Exhibit 10.33
 
BUSINESS CONSULTING SERVICES AGREEMENT

This Business Consulting Services Agreement (the “Agreement”) is entered into effective as of March 1, 2013 (the “Effective Date”) by and between Aspen Group, Inc., a Delaware corporation (the “Company”); Brad Powers and GT Marketing Group, LLC (collectively the “Consultant”).  (Each of the Company and the Consultant are hereinafter a “Party” and collectively the “Parties”).

WHEREAS, the Consultant has been employed by the Company as Chief Marketing Officer under that certain Employment Agreement dated May 19, 2011, as amended (the “Employment Agreement”); and
 
WHEREAS, the Consultant and the Company mutually agree and are desirous to terminate the Consultant’s employment with the Company and the Employment Agreement in order to provide the Consultant with the ability to pursue other business ventures; and

WHEREAS, the Company desires to continue to retain the services of the Consultant and the Consultant is desirous and willing to accept such service arrangement and render such services, all upon and subject to the terms and conditions contained in this Agreement,

NOW, THEREFORE, in consideration of the premises and the mutual covenants set forth in this Agreement, and intending to be legally bound, the Company and the Consultant agree as follows:

1.           Engagement.  The Company hereby engages and retains the Consultant and the Consultant hereby agrees to render services upon the terms and conditions hereinafter set forth.  As of the Effective Date, Brad Powers resigns as Chief Marketing Officer and as an employee of the Company.

2.           Term.  This Agreement shall be for an initial two-year term commencing on the Effective Date (the “Initial Term”) unless sooner terminated in accordance with the provisions of Section 6. This Agreement shall automatically be extended for additional and successive terms of one (1) year each (each a “Renewal Term”), unless either Party gives written notice of non-renewal to the other Party no later than sixty (60) days prior to the expiration of the Initial Term (the “Non-Renewal Notice”), or the then current Renewal Term, as the case may be.  For the purposes of this Agreement, the Initial Term and any Renewal Term are hereinafter collectively referred to as the “Term”.

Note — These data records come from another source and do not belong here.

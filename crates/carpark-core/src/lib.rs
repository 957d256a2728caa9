//! # Carpark Core - availability model and publishing pipeline
//!
//! This crate holds everything about a carpark ingestion run that does not
//! touch the network directly: the decoded response model, the message key,
//! the error taxonomy, the publisher loop and the delivery-report drain.
//!
//! ## Key Components
//!
//! - **Model**: `ResultSet` → `Snapshot` → `CarparkRecord` → `LotInfo`
//! - **Seams**: [`Fetcher`] for the HTTP side, [`RecordSink`] for the broker side
//! - **Publisher**: one message per carpark record of the first snapshot
//! - **Delivery**: report channel plus a drain task joined at shutdown
//! - **Configuration**: [`IngestSpec`] layered from defaults, file and env
//!
//! ## Example Usage
//!
//! ```rust
//! use carpark_core::{report_channel, spawn_drain, ResultSet};
//!
//! # async fn example() -> Result<(), carpark_core::IngestError> {
//! let body = br#"{"items":[{"timestamp":"t1","carpark_data":[]}]}"#;
//! let result = ResultSet::decode(body)?;
//! let snapshot = result.first_snapshot()?;
//!
//! let (tx, rx) = report_channel();
//! let drain = spawn_drain(rx);
//! // a RecordSink owning `tx` would be built and published to here
//! drop(tx);
//! let stats = drain.await.expect("drain task panicked");
//! assert_eq!(stats.delivered, snapshot.carpark_data.len());
//! # Ok(())
//! # }
//! ```

use async_trait::async_trait;
use std::time::Duration;

pub mod delivery;
pub mod error;
pub mod model;
pub mod publish;
pub mod spec;

pub use delivery::{
    drain_reports, report_channel, spawn_drain, DeliveryReport, DeliveryStats, ReportRx, ReportTx,
};
pub use error::{BoxError, IngestError, Result};
pub use model::{CarparkRecord, LotInfo, ResultSet, Snapshot, KEY_TIME_FORMAT};
pub use publish::{PublishSummary, Publisher};
pub use spec::IngestSpec;

/// Source of the raw availability response
///
/// ## Examples
/// - HTTP GET against the public endpoint
/// - A canned body in tests
#[async_trait]
pub trait Fetcher: Send + Sync {
    /// Fetch the full response body.
    async fn fetch(&self) -> Result<Vec<u8>>;
}

/// Destination for keyed messages
///
/// `enqueue` hands a message to the client and returns without waiting for
/// the broker. Delivery outcomes are reported out of band through the
/// connection's [`ReportTx`]; dropping the sink closes that channel.
pub trait RecordSink {
    /// Queue one message for `topic`.
    fn enqueue(&self, topic: &str, key: &str, payload: &[u8]) -> Result<()>;

    /// Wait until every queued message is resolved or `timeout` elapses.
    fn flush(&self, timeout: Duration) -> Result<()>;
}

3.           Services.  During the Term, the Consultant shall act as a special advisor providing general marketing, business and financial advice to the Company and shall report directly to the Company’s (i) Chief Executive Officer and (ii) the Company’s Board of Directors (the “Board”).  The Consultant shall perform such reasonable duties in connection with its general marketing, business and financial advice as  the Chief Executive Officer and the Board may request (the “Services”).    The Consultant shall use his best efforts to perform the Services pursuant to this Agreement competently, carefully, faithfully and shall devote sufficient time and energies necessary to perform his services from locations selected by the Consultant.  The Consultant’s Services shall be performed on a non-exclusive basis, but may not be performed during the Term, directly or indirectly for another online university that directly competes  with the business of the Company including its subsidiaries.  A direct competitor shall be deemed to be an online university. For the avoidance of doubt, a competitor shall be deemed to be an online postsecondary education company, as described in "The Our Company" section of The Form S-1 filed by the Company on February 11, 2013.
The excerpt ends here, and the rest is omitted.